use alloc::string::String;
use core::{cmp::Ordering, ffi::CStr, fmt};

use bstr::BStr;
use bytemuck::{Pod, Zeroable};

use crate::{
    error::{Error, Result},
    record::Record,
    rel_ptr::RelPtr,
    view::View,
};

/// Header of a length-prefixed, NUL-terminated byte string.
///
/// The header is followed by `len` bytes and a NUL that the length does not
/// count. Read it through a [`View`]`<TextRecord>`.
#[repr(C)]
#[derive(Clone, Copy, Debug, PartialEq, Eq, Zeroable, Pod)]
pub struct TextRecord {
    len: u32,
}

/// A relative pointer to a [`TextRecord`].
pub type Text = RelPtr<TextRecord>;

impl Record for TextRecord {
    fn trailing_len(&self) -> usize {
        (self.len as usize).saturating_add(1)
    }
}

impl<'a> View<'a, TextRecord> {
    /// Number of bytes, not counting the terminating NUL.
    #[must_use]
    pub fn len(&self) -> usize {
        self.len as usize
    }

    /// Whether the text is empty.
    #[must_use]
    pub fn is_empty(&self) -> bool {
        self.len == 0
    }

    /// The text bytes, without the terminating NUL.
    #[must_use]
    pub fn as_bytes(&self) -> &'a [u8] {
        let start = self.offset() + size_of::<TextRecord>();
        &self.bytes()[start..start + self.len()]
    }

    /// The text bytes including the terminating NUL.
    #[must_use]
    pub fn as_bytes_with_nul(&self) -> &'a [u8] {
        let start = self.offset() + size_of::<TextRecord>();
        &self.bytes()[start..=start + self.len()]
    }

    /// The text as a byte string.
    #[must_use]
    pub fn as_bstr(&self) -> &'a BStr {
        BStr::new(self.as_bytes())
    }

    /// The text as UTF-8.
    ///
    /// # Errors
    ///
    /// [`Error::InvalidUtf8`] if the bytes are not valid UTF-8.
    pub fn to_str(&self) -> Result<&'a str> {
        core::str::from_utf8(self.as_bytes()).map_err(|_| Error::InvalidUtf8 {
            offset: self.offset(),
        })
    }

    /// The text as a C string, or `None` if it contains an interior NUL.
    #[must_use]
    pub fn as_c_str(&self) -> Option<&'a CStr> {
        CStr::from_bytes_with_nul(self.as_bytes_with_nul()).ok()
    }
}

impl fmt::Display for View<'_, TextRecord> {
    fn fmt(&self, f: &mut fmt::Formatter<'_>) -> fmt::Result {
        fmt::Display::fmt(self.as_bstr(), f)
    }
}

impl PartialEq for View<'_, TextRecord> {
    fn eq(&self, other: &Self) -> bool {
        self.as_bytes() == other.as_bytes()
    }
}

impl Eq for View<'_, TextRecord> {}

impl PartialOrd for View<'_, TextRecord> {
    fn partial_cmp(&self, other: &Self) -> Option<Ordering> {
        Some(self.cmp(other))
    }
}

impl Ord for View<'_, TextRecord> {
    fn cmp(&self, other: &Self) -> Ordering {
        self.as_bytes().cmp(other.as_bytes())
    }
}

macro_rules! impl_text_cmp {
    ($($ty:ty),* $(,)?) => {$(
        impl PartialEq<$ty> for View<'_, TextRecord> {
            fn eq(&self, other: &$ty) -> bool {
                self.as_bytes() == AsRef::<[u8]>::as_ref(other)
            }
        }

        impl PartialEq<View<'_, TextRecord>> for $ty {
            fn eq(&self, other: &View<'_, TextRecord>) -> bool {
                AsRef::<[u8]>::as_ref(self) == other.as_bytes()
            }
        }

        impl PartialOrd<$ty> for View<'_, TextRecord> {
            fn partial_cmp(&self, other: &$ty) -> Option<Ordering> {
                Some(self.as_bytes().cmp(AsRef::<[u8]>::as_ref(other)))
            }
        }

        impl PartialOrd<View<'_, TextRecord>> for $ty {
            fn partial_cmp(&self, other: &View<'_, TextRecord>) -> Option<Ordering> {
                Some(AsRef::<[u8]>::as_ref(self).cmp(other.as_bytes()))
            }
        }
    )*};
}

impl_text_cmp!(str, &str, [u8], String, BStr);

#[cfg(test)]
mod tests {
    use super::*;
    use crate::Arena;
    use alloc::string::ToString;
    use rstest::*;

    #[rstest]
    #[case::empty("")]
    #[case::ascii("Hello, world!")]
    #[case::multibyte("grüße, 世界")]
    fn text_reads_back(#[case] input: &str) {
        let mut arena = Arena::new();
        let at = arena.allocate_text(input).unwrap();
        let text = arena.view(at).unwrap();

        assert_eq!(text.len(), input.len());
        assert_eq!(text.is_empty(), input.is_empty());
        assert_eq!(text.to_str().unwrap(), input);
        assert_eq!(text, input);
        assert_eq!(text.to_string(), input);
        assert_eq!(text.as_c_str().unwrap().to_bytes(), input.as_bytes());
    }

    #[test]
    fn comparisons_are_bytewise() {
        let mut arena = Arena::new();
        let apple = arena.allocate_text("apple").unwrap();
        let banana = arena.allocate_text("banana").unwrap();
        let apple = arena.view(apple).unwrap();
        let banana = arena.view(banana).unwrap();

        assert!(apple < banana);
        assert!(apple < *"apples");
        assert!(apple > *"app");
        assert!(*"apple" == apple);
        assert!(apple == *b"apple".as_slice());
        assert!(apple == String::from("apple"));
        assert!(apple == *BStr::new("apple"));
        assert_ne!(apple, "Apple");
    }

    #[test]
    fn non_utf8_text() {
        let mut arena = Arena::new();
        let at = arena.allocate_text(b"caf\xe9").unwrap();
        let text = arena.view(at).unwrap();

        assert_eq!(text.to_str(), Err(Error::InvalidUtf8 { offset: 0 }));
        assert_eq!(text.to_string(), "caf\u{fffd}");
        assert_eq!(text.as_bstr(), BStr::new(b"caf\xe9"));
    }

    #[test]
    fn interior_nul_is_not_a_c_string() {
        let mut arena = Arena::new();
        let at = arena.allocate_text("a\0b").unwrap();
        let text = arena.view(at).unwrap();

        assert_eq!(text.len(), 3);
        assert!(text.as_c_str().is_none());
        assert_eq!(text.as_bytes_with_nul(), b"a\0b\0");
    }

    #[test]
    fn truncated_text_is_rejected() {
        let mut arena = Arena::new();
        arena.allocate_text("four").unwrap();
        let bytes = &arena.as_bytes()[..8];

        let err = View::<TextRecord>::root(bytes).unwrap_err();
        assert_eq!(
            err,
            Error::OutOfBounds {
                offset: 0,
                len: 9,
                size: 8
            }
        );
    }

    #[test]
    fn maximal_length_prefix_is_out_of_bounds() {
        let buffer = crate::Buffer::from_bytes(&u32::MAX.to_ne_bytes());
        let err = buffer.root::<TextRecord>().unwrap_err();
        assert_eq!(
            err,
            Error::OutOfBounds {
                offset: 0,
                len: size_of::<TextRecord>().saturating_add((u32::MAX as usize).saturating_add(1)),
                size: 4
            }
        );
    }
}
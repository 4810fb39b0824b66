mod property_map;
mod property_relocation;
mod property_round_trip;

/// Number of cases each property runs.
fn test_count() -> u64 {
    #[cfg(not(miri))]
    let tests = if is_ci::cached() { 10_000 } else { 1_000 };
    #[cfg(miri)]
    let tests = 10;

    tests
}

------

Scan the entries above for the word "PartialEq" and collect each line holding it.

#[derive(Clone, Copy, Debug, PartialEq, Eq, Zeroable, Pod)]
impl PartialEq for View<'_, TextRecord> {
        impl PartialEq<$ty> for View<'_, TextRecord> {
        impl PartialEq<View<'_, TextRecord>> for $ty {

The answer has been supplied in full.